Hard Time

“Do you think our doctor shouldn’t treat your broken hand because someone else has breast cancer and needs more intense medical attention? You deserve to make the best recovery you can from your experience.”

 

 

“But the other people here didn’t choose to be tortured,” I burst out. “I chose to stay at Coolis. If I’d followed my lawyer’s advice and made bail, none of the rest would have happened.”

 

“So you blame yourself for your misfortunes. But many of the people here torment themselves in the same way: if I had not gone back to my home that morning, if I had followed my mother’s wishes and gone to see her, if I had not signed that petition. We wish we had power over our fates, and so we blame ourselves when something goes wrong. You wanted to stay in Coolis to try to understand what happened to a poor young woman you tried to help.

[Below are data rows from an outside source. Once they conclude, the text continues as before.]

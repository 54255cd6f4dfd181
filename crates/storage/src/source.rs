use async_trait::async_trait;
use quiz_core::model::SourceId;
use thiserror::Error;

/// Errors surfaced while fetching or parsing a question source.
#[derive(Debug, Error, Clone, PartialEq, Eq)]
#[non_exhaustive]
pub enum SourceError {
    #[error("source {source_id} is unavailable: {reason}")]
    Unavailable { source_id: SourceId, reason: String },

    #[error("malformed record in {source_id} at line {line}: {reason}")]
    MalformedRecord {
        source_id: SourceId,
        line: usize,
        reason: String,
    },
}

impl SourceError {
    pub(crate) fn unavailable(source_id: &SourceId, reason: impl ToString) -> Self {
        Self::Unavailable {
            source_id: source_id.clone(),
            reason: reason.to_string(),
        }
    }

    /// Identifier of the source that failed.
    #[must_use]
    pub fn source_id(&self) -> &SourceId {
        match self {
            Self::Unavailable { source_id, .. } | Self::MalformedRecord { source_id, .. } => {
                source_id
            }
        }
    }
}

/// Retrieves the raw text of a data source.
///
/// Implementations report every failure (missing file, network error,
/// non-success status) as `SourceError::Unavailable`.
#[async_trait]
pub trait QuestionSource: Send + Sync {
    /// Fetch the full text of `id`.
    ///
    /// # Errors
    ///
    /// Returns `SourceError::Unavailable` if the source cannot be read.
    async fn fetch(&self, id: &SourceId) -> Result<String, SourceError>;
}
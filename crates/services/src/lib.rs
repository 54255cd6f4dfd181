#![forbid(unsafe_code)]

pub mod config;
pub mod controller;
pub mod error;
pub mod loader;
pub mod sessions;

pub use quiz_core::Clock;
pub use sessions as session;

pub use config::{DEFAULT_COUNT, QuizConfig, UnitEntry};
pub use controller::{LoadedStart, PendingStart, QuizController, StartOutcome};
pub use error::{ConfigError, LoadError, QuizError, SessionError};
pub use loader::BankLoader;

pub use sessions::{
    Advance, QuestionView, QuizSession, SessionBuilder, SessionPhase, SessionPlan,
    SessionProgress,
};
use rand::Rng;

use quiz_core::model::{Question, QuestionBank, QuizMode, UnitName};
use quiz_core::shuffle::shuffle;

/// Selection result for a session build.
#[derive(Debug, Clone, PartialEq)]
pub struct SessionPlan {
    pub questions: Vec<Question>,
    /// Questions that matched the units and mode before truncation.
    pub matching: usize,
}

impl SessionPlan {
    #[must_use]
    pub fn total(&self) -> usize {
        self.questions.len()
    }

    /// True when nothing matched; callers report this as "no questions found".
    #[must_use]
    pub fn is_empty(&self) -> bool {
        self.questions.is_empty()
    }
}

/// Builds a session pool from a bank: flatten, filter by mode, shuffle, truncate.
pub struct SessionBuilder<'a> {
    bank: &'a QuestionBank,
    mode: QuizMode,
    count: usize,
}

impl<'a> SessionBuilder<'a> {
    #[must_use]
    pub fn new(bank: &'a QuestionBank) -> Self {
        Self {
            bank,
            mode: QuizMode::Mixed,
            count: usize::MAX,
        }
    }

    #[must_use]
    pub fn with_mode(mut self, mode: QuizMode) -> Self {
        self.mode = mode;
        self
    }

    /// Upper bound on the session length.
    #[must_use]
    pub fn with_count(mut self, count: usize) -> Self {
        self.count = count;
        self
    }

    /// Assemble the pool for `units`, taken in the order given.
    ///
    /// Units missing from the bank contribute nothing. The result has
    /// `min(count, matching)` questions in uniformly random order.
    pub fn build<R: Rng + ?Sized>(self, units: &[UnitName], rng: &mut R) -> SessionPlan {
        let mut pool: Vec<Question> = units
            .iter()
            .flat_map(|unit| self.bank.questions(unit))
            .filter(|q| self.mode.admits(q))
            .cloned()
            .collect();
        let matching = pool.len();

        shuffle(&mut pool, rng);
        pool.truncate(self.count);

        SessionPlan {
            questions: pool,
            matching,
        }
    }
}
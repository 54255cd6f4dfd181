use async_trait::async_trait;
use quiz_core::model::SourceId;
use reqwest::Client;
use url::Url;

use crate::source::{QuestionSource, SourceError};

/// Fetches sources over HTTP, resolving ids against a base URL.
///
/// No timeout or retry is configured beyond the client defaults.
#[derive(Clone, Debug)]
pub struct HttpSource {
    client: Client,
    base_url: Url,
}

impl HttpSource {
    #[must_use]
    pub fn new(base_url: Url) -> Self {
        Self {
            client: Client::new(),
            base_url: directory_url(base_url),
        }
    }

    /// Absolute URL for `id`; absolute ids are used as-is.
    ///
    /// # Errors
    ///
    /// Returns `SourceError::Unavailable` if the id cannot be joined onto the base.
    pub fn resolve(&self, id: &SourceId) -> Result<Url, SourceError> {
        self.base_url
            .join(id.as_str())
            .map_err(|e| SourceError::unavailable(id, e))
    }
}

// `Url::join` drops the last path segment unless the base ends with a slash.
fn directory_url(mut url: Url) -> Url {
    if !url.path().ends_with('/') {
        let path = format!("{}/", url.path());
        url.set_path(&path);
    }
    url
}

#[async_trait]
impl QuestionSource for HttpSource {
    async fn fetch(&self, id: &SourceId) -> Result<String, SourceError> {
        let url = self.resolve(id)?;
        tracing::debug!(%url, "fetching question source");

        let response = self
            .client
            .get(url)
            .send()
            .await
            .map_err(|e| SourceError::unavailable(id, e))?;

        if !response.status().is_success() {
            return Err(SourceError::unavailable(
                id,
                format!("request failed with status {}", response.status()),
            ));
        }

        response
            .text()
            .await
            .map_err(|e| SourceError::unavailable(id, e))
    }
}
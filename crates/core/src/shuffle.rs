use rand::Rng;
use rand::seq::SliceRandom;

/// Uniform in-place shuffle (Fisher–Yates).
///
/// `SliceRandom::shuffle` walks from the last index down to 1 and swaps each
/// slot with one drawn uniformly from `0..=i`, so every permutation is
/// equally likely. Pass a seeded RNG for reproducible orders.
pub fn shuffle<T, R: Rng + ?Sized>(items: &mut [T], rng: &mut R) {
    items.shuffle(rng);
}

#[cfg(test)]
mod tests {
    use super::*;
    use rand::SeedableRng;
    use rand::rngs::StdRng;
    use std::collections::HashMap;

    #[test]
    fn shuffle_is_a_permutation() {
        let mut rng = StdRng::seed_from_u64(7);
        let mut items: Vec<u32> = (0..50).collect();
        shuffle(&mut items, &mut rng);

        let mut sorted = items.clone();
        sorted.sort_unstable();
        assert_eq!(sorted, (0..50).collect::<Vec<_>>());
    }

    #[test]
    fn shuffle_handles_trivial_slices() {
        let mut rng = StdRng::seed_from_u64(1);
        let mut empty: Vec<u8> = Vec::new();
        shuffle(&mut empty, &mut rng);
        assert!(empty.is_empty());

        let mut single = vec![9];
        shuffle(&mut single, &mut rng);
        assert_eq!(single, vec![9]);
    }

    #[test]
    fn same_seed_gives_same_order() {
        let mut a: Vec<u32> = (0..20).collect();
        let mut b = a.clone();
        shuffle(&mut a, &mut StdRng::seed_from_u64(42));
        shuffle(&mut b, &mut StdRng::seed_from_u64(42));
        assert_eq!(a, b);
    }

    #[test]
    fn matches_slice_shuffle_for_same_seed() {
        let mut ours: Vec<u32> = (0..20).collect();
        let mut theirs = ours.clone();
        shuffle(&mut ours, &mut StdRng::seed_from_u64(5));
        theirs.shuffle(&mut StdRng::seed_from_u64(5));
        assert_eq!(ours, theirs);
    }

    #[test]
    fn permutations_are_uniform() {
        // 6 permutations of 3 items; chi-square with 5 degrees of freedom.
        const TRIALS: usize = 60_000;
        let mut rng = StdRng::seed_from_u64(2024);
        let mut counts: HashMap<[u8; 3], usize> = HashMap::new();
        for _ in 0..TRIALS {
            let mut items = [0_u8, 1, 2];
            shuffle(&mut items, &mut rng);
            *counts.entry(items).or_default() += 1;
        }

        assert_eq!(counts.len(), 6);
        #[allow(clippy::cast_precision_loss)]
        let expected = TRIALS as f64 / 6.0;
        let chi_square: f64 = counts
            .values()
            .map(|&observed| {
                #[allow(clippy::cast_precision_loss)]
                let diff = observed as f64 - expected;
                diff * diff / expected
            })
            .sum();
        // p = 0.001 critical value for 5 dof is 20.52.
        assert!(chi_square < 20.52, "chi-square {chi_square} too large");
    }
}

I think that was noble. And you cannot blame yourself for the fact that men—and women—with unlimited power over the lives of others used that power in very sadistic ways. If Coolis were run along humane lines—well, your young friend would not have died to begin with.”

 

I tried to accept his advice, but my dreams were still so shocking that I often dreaded going to sleep. I knew if I could only rest properly, I would recover more rapidly.

 

“What will help you sleep?” he asked the next time we talked.

 

“If I could stop feeling so humiliated. I know I can’t shut down Coolis. I can’t change any prison anywhere in America. All these degradations will go on and on for any woman who lands there, the sex talk and the rape and whatever else. The law makes it almost impossible for a woman to lodge a complaint, and even if she does, the guards have so much power they can stop her voice.”

 

Freeman Carter was filing lawsuits for me—one against the Chicago Police Department for the violence committed against my person and against my office by Douglas Lemour. The other was against the Illinois Department of Corrections for my injuries there. Bryant Vishnikov was studying the OR films of my injuries and thought he might be able to prove they’d come from a particular set of boots. Such as those of the man Hartigan out at Coolis.

 

“But these cases will take years to work through the courts,” I told the Berman psychologist. “By that time I could be out of business and too broke for a settlement to help me. I want Robert Baladine to pay a price now for siccing his bent cop on me and for having me arrested on a trumped–up charge. I want that cop out of the force, and I want Baladine publicly exposed. And of course I need him off my back if I’m ever going to run my business again.” Miss Ruby had told me if I wanted to eat revenge it would give me indigestion, but it seemed to me passivity was making me sicker than revenge ever would.

 

The psychologist didn’t exactly endorse my wish: he told me he thought it was helpful to imagine a recovery of my own power and see where that left me.

 

A recovery of my own power meant I needed to recover my physical fitness. I began working out in greater earnest. Four weeks after I was found on the expressway, I ran a wobbly mile, but after that my strength grew measurably every day. On the Thursday before Labor Day, as the El Ni?o heat finally subsided into a bearable warmth, I felt ready to move on.

 

 

 

 

 

43 Planning Session

 

 

I’d decided it was time to move on, but I wasn’t sure where to go. My own apartment would leave me a sitting duck as soon as Baladine learned I’d surfaced. For the same reason, I resisted Lotty’s invitation to come home with her: I’d rather be killed than endanger her life one more time in one of my exploits.

 

It was Morrell who suggested that I spend a week or two in Father Lou’s rectory. I kept asking him to make sure he’d discussed it with Father Lou and that the priest understood the potential risk; Father Lou in the end sent me a terse note saying I was welcome as long as I didn’t smoke. The kids around the school were used to strange families moving in and out as the priest offered refuge to people who’d been evicted or were seeking sanctuary; they wouldn’t blow my cover through idle chatter around the neighborhood. And so the Friday before Labor Day I moved from the modern, warmly furnished rooms of the Berman Institute to a narrow bed under a crucifix and a bathroom holding a badly stained tub and toilet. It was still a big step up from Coolis.